RECORDS FOR THE EXERCISE:
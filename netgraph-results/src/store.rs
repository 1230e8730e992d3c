//! §3/§6.3 Result Store: a step-scoped container with exactly two sub-keys per
//! step (`metadata`, `data`), plus the canonical `to_json_value()` export shape.

use crate::error::{ResultsError, ResultsResult};
use crate::json::ToDict;
use indexmap::IndexMap;
use serde_json::{Map, Value};

#[derive(Debug, Clone, Default)]
struct StepEntry {
    metadata: Map<String, Value>,
    data: Map<String, Value>,
}

/// A single master seed plus the policy/demand-set snapshots export alongside
/// every result set, so a stored result is reproducible without the original
/// scenario file (§6.3's `"scenario"` top-level key).
#[derive(Debug, Clone, Default)]
pub struct ScenarioSnapshot {
    pub seed: Option<u64>,
    pub failure_policies: Value,
    pub demand_sets: Value,
}

impl ScenarioSnapshot {
    fn to_dict(&self) -> Value {
        serde_json::json!({
            "seed": self.seed,
            "failure_policies": self.failure_policies,
            "demand_sets": self.demand_sets,
        })
    }
}

/// Driver-owned accumulator for one workflow run. Steps are written in order;
/// only one step is "active" (writable) at a time.
#[derive(Debug, Clone, Default)]
pub struct ResultStore {
    steps: IndexMap<String, StepEntry>,
    active_step: Option<String>,
}

impl ResultStore {
    pub fn new() -> Self {
        Self::default()
    }

    /// Opens `name` for writing, creating it if this is the first time it's seen.
    /// Steps already opened keep their existing metadata/data across a re-open.
    pub fn begin_step(&mut self, name: impl Into<String>) {
        let name = name.into();
        self.steps.entry(name.clone()).or_default();
        self.active_step = Some(name);
    }

    pub fn end_step(&mut self) {
        self.active_step = None;
    }

    pub fn active_step(&self) -> Option<&str> {
        self.active_step.as_deref()
    }

    pub fn put_metadata(&mut self, key: impl Into<String>, value: &dyn ToDict) -> ResultsResult<()> {
        let entry = self.active_entry_mut()?;
        entry.metadata.insert(key.into(), value.to_dict());
        Ok(())
    }

    pub fn put_data(&mut self, key: impl Into<String>, value: &dyn ToDict) -> ResultsResult<()> {
        let entry = self.active_entry_mut()?;
        entry.data.insert(key.into(), value.to_dict());
        Ok(())
    }

    fn active_entry_mut(&mut self) -> ResultsResult<&mut StepEntry> {
        let name = self.active_step.clone().ok_or(ResultsError::NoActiveStep)?;
        self.steps.get_mut(&name).ok_or(ResultsError::UnknownStep(name))
    }

    pub fn step_names(&self) -> impl Iterator<Item = &str> {
        self.steps.keys().map(String::as_str)
    }

    /// Canonical JSON-safe export shape (§6.3): `workflow` maps each step to its
    /// metadata alone, `steps` maps each step to its full `{metadata, data}`, and
    /// `scenario` carries the seed and policy/demand-set snapshots. Writing the
    /// resulting value to disk is left to the host.
    pub fn to_json_value(&self, scenario: &ScenarioSnapshot) -> Value {
        let mut workflow = Map::new();
        let mut steps = Map::new();
        for (name, entry) in &self.steps {
            workflow.insert(name.clone(), Value::Object(entry.metadata.clone()));
            steps.insert(
                name.clone(),
                serde_json::json!({
                    "metadata": entry.metadata,
                    "data": entry.data,
                }),
            );
        }
        serde_json::json!({
            "workflow": workflow,
            "steps": steps,
            "scenario": scenario.to_dict(),
        })
    }
}

#[cfg(test)]
mod tests {
    use super::*;

    #[test]
    fn writing_without_active_step_errors() {
        let mut store = ResultStore::new();
        let result = store.put_data("x", &1.0f64);
        assert!(matches!(result, Err(ResultsError::NoActiveStep)));
    }

    #[test]
    fn step_round_trips_metadata_and_data() {
        let mut store = ResultStore::new();
        store.begin_step("max_flow");
        store.put_metadata("units", &"Gbps".to_string()).unwrap();
        store.put_data("total_flow", &20.0f64).unwrap();
        store.end_step();

        let snapshot = ScenarioSnapshot {
            seed: Some(7),
            failure_policies: Value::Array(vec![]),
            demand_sets: Value::Array(vec![]),
        };
        let exported = store.to_json_value(&snapshot);
        assert_eq!(exported["steps"]["max_flow"]["data"]["total_flow"], serde_json::json!(20.0));
        assert_eq!(exported["workflow"]["max_flow"]["units"], serde_json::json!("Gbps"));
        assert_eq!(exported["scenario"]["seed"], serde_json::json!(7));
    }

    #[test]
    fn reopening_a_step_preserves_prior_writes() {
        let mut store = ResultStore::new();
        store.begin_step("s1");
        store.put_data("a", &1.0f64).unwrap();
        store.end_step();
        store.begin_step("s1");
        store.put_data("b", &2.0f64).unwrap();

        let snapshot = ScenarioSnapshot::default();
        let exported = store.to_json_value(&snapshot);
        assert_eq!(exported["steps"]["s1"]["data"]["a"], serde_json::json!(1.0));
        assert_eq!(exported["steps"]["s1"]["data"]["b"], serde_json::json!(2.0));
    }
}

WHAT IS BEING ASKED: All entries are to be repeated exactly and completely.

WRITTEN RESPONSE:
filename netgraph-results/src/store.rs
repository 1230e8730e992d3c
//! §3/§6.3 Result Store: a step-scoped container with exactly two sub-keys per
//! step (`metadata`, `data`), plus the canonical `to_json_value()` export shape.

use crate::error::{ResultsError, ResultsResult};
use crate::json::ToDict;
use indexmap::IndexMap;
use serde_json::{Map, Value};

#[derive(Debug, Clone, Default)]
struct StepEntry {
    metadata: Map<String, Value>,
    data: Map<String, Value>,
}

/// A single master seed plus the policy/demand-set snapshots export alongside
/// every result set, so a stored result is reproducible without the original
/// scenario file (§6.3's `"scenario"` top-level key).
#[derive(Debug, Clone, Default)]
pub struct ScenarioSnapshot {
    pub seed: Option<u64>,
    pub failure_policies: Value,
    pub demand_sets: Value,
}

impl ScenarioSnapshot {
    fn to_dict(&self) -> Value {
        serde_json::json!({
            "seed": self.seed,
            "failure_policies": self.failure_policies,
            "demand_sets": self.demand_sets,
        })
    }
}

/// Driver-owned accumulator for one workflow run. Steps are written in order;
/// only one step is "active" (writable) at a time.
#[derive(Debug, Clone, Default)]
pub struct ResultStore {
    steps: IndexMap<String, StepEntry>,
    active_step: Option<String>,
}

impl ResultStore {
    pub fn new() -> Self {
        Self::default()
    }

    /// Opens `name` for writing, creating it if this is the first time it's seen.
    /// Steps already opened keep their existing metadata/data across a re-open.
    pub fn begin_step(&mut self, name: impl Into<String>) {
        let name = name.into();
        self.steps.entry(name.clone()).or_default();
        self.active_step = Some(name);
    }

    pub fn end_step(&mut self) {
        self.active_step = None;
    }

    pub fn active_step(&self) -> Option<&str> {
        self.active_step.as_deref()
    }

    pub fn put_metadata(&mut self, key: impl Into<String>, value: &dyn ToDict) -> ResultsResult<()> {
        let entry = self.active_entry_mut()?;
        entry.metadata.insert(key.into(), value.to_dict());
        Ok(())
    }

    pub fn put_data(&mut self, key: impl Into<String>, value: &dyn ToDict) -> ResultsResult<()> {
        let entry = self.active_entry_mut()?;
        entry.data.insert(key.into(), value.to_dict());
        Ok(())
    }

    fn active_entry_mut(&mut self) -> ResultsResult<&mut StepEntry> {
        let name = self.active_step.clone().ok_or(ResultsError::NoActiveStep)?;
        self.steps.get_mut(&name).ok_or(ResultsError::UnknownStep(name))
    }

    pub fn step_names(&self) -> impl Iterator<Item = &str> {
        self.steps.keys().map(String::as_str)
    }

    /// Canonical JSON-safe export shape (§6.3): `workflow` maps each step to its
    /// metadata alone, `steps` maps each step to its full `{metadata, data}`, and
    /// `scenario` carries the seed and policy/demand-set snapshots. Writing the
    /// resulting value to disk is left to the host.
    pub fn to_json_value(&self, scenario: &ScenarioSnapshot) -> Value {
        let mut workflow = Map::new();
        let mut steps = Map::new();
        for (name, entry) in &self.steps {
            workflow.insert(name.clone(), Value::Object(entry.metadata.clone()));
            steps.insert(
                name.clone(),
                serde_json::json!({
                    "metadata": entry.metadata,
                    "data": entry.data,
                }),
            );
        }
        serde_json::json!({
            "workflow": workflow,
            "steps": steps,
            "scenario": scenario.to_dict(),
        })
    }
}

#[cfg(test)]
mod tests {
    use super::*;

    #[test]
    fn writing_without_active_step_errors() {
        let mut store = ResultStore::new();
        let result = store.put_data("x", &1.0f64);
        assert!(matches!(result, Err(ResultsError::NoActiveStep)));
    }

    #[test]
    fn step_round_trips_metadata_and_data() {
        let mut store = ResultStore::new();
        store.begin_step("max_flow");
        store.put_metadata("units", &"Gbps".to_string()).unwrap();
        store.put_data("total_flow", &20.0f64).unwrap();
        store.end_step();

        let snapshot = ScenarioSnapshot {
            seed: Some(7),
            failure_policies: Value::Array(vec![]),
            demand_sets: Value::Array(vec![]),
        };
        let exported = store.to_json_value(&snapshot);
        assert_eq!(exported["steps"]["max_flow"]["data"]["total_flow"], serde_json::json!(20.0));
        assert_eq!(exported["workflow"]["max_flow"]["units"], serde_json::json!("Gbps"));
        assert_eq!(exported["scenario"]["seed"], serde_json::json!(7));
    }

    #[test]
    fn reopening_a_step_preserves_prior_writes() {
        let mut store = ResultStore::new();
        store.begin_step("s1");
        store.put_data("a", &1.0f64).unwrap();
        store.end_step();
        store.begin_step("s1");
        store.put_data("b", &2.0f64).unwrap();

        let snapshot = ScenarioSnapshot::default();
        let exported = store.to_json_value(&snapshot);
        assert_eq!(exported["steps"]["s1"]["data"]["a"], serde_json::json!(1.0));
        assert_eq!(exported["steps"]["s1"]["data"]["b"], serde_json::json!(2.0));
    }
}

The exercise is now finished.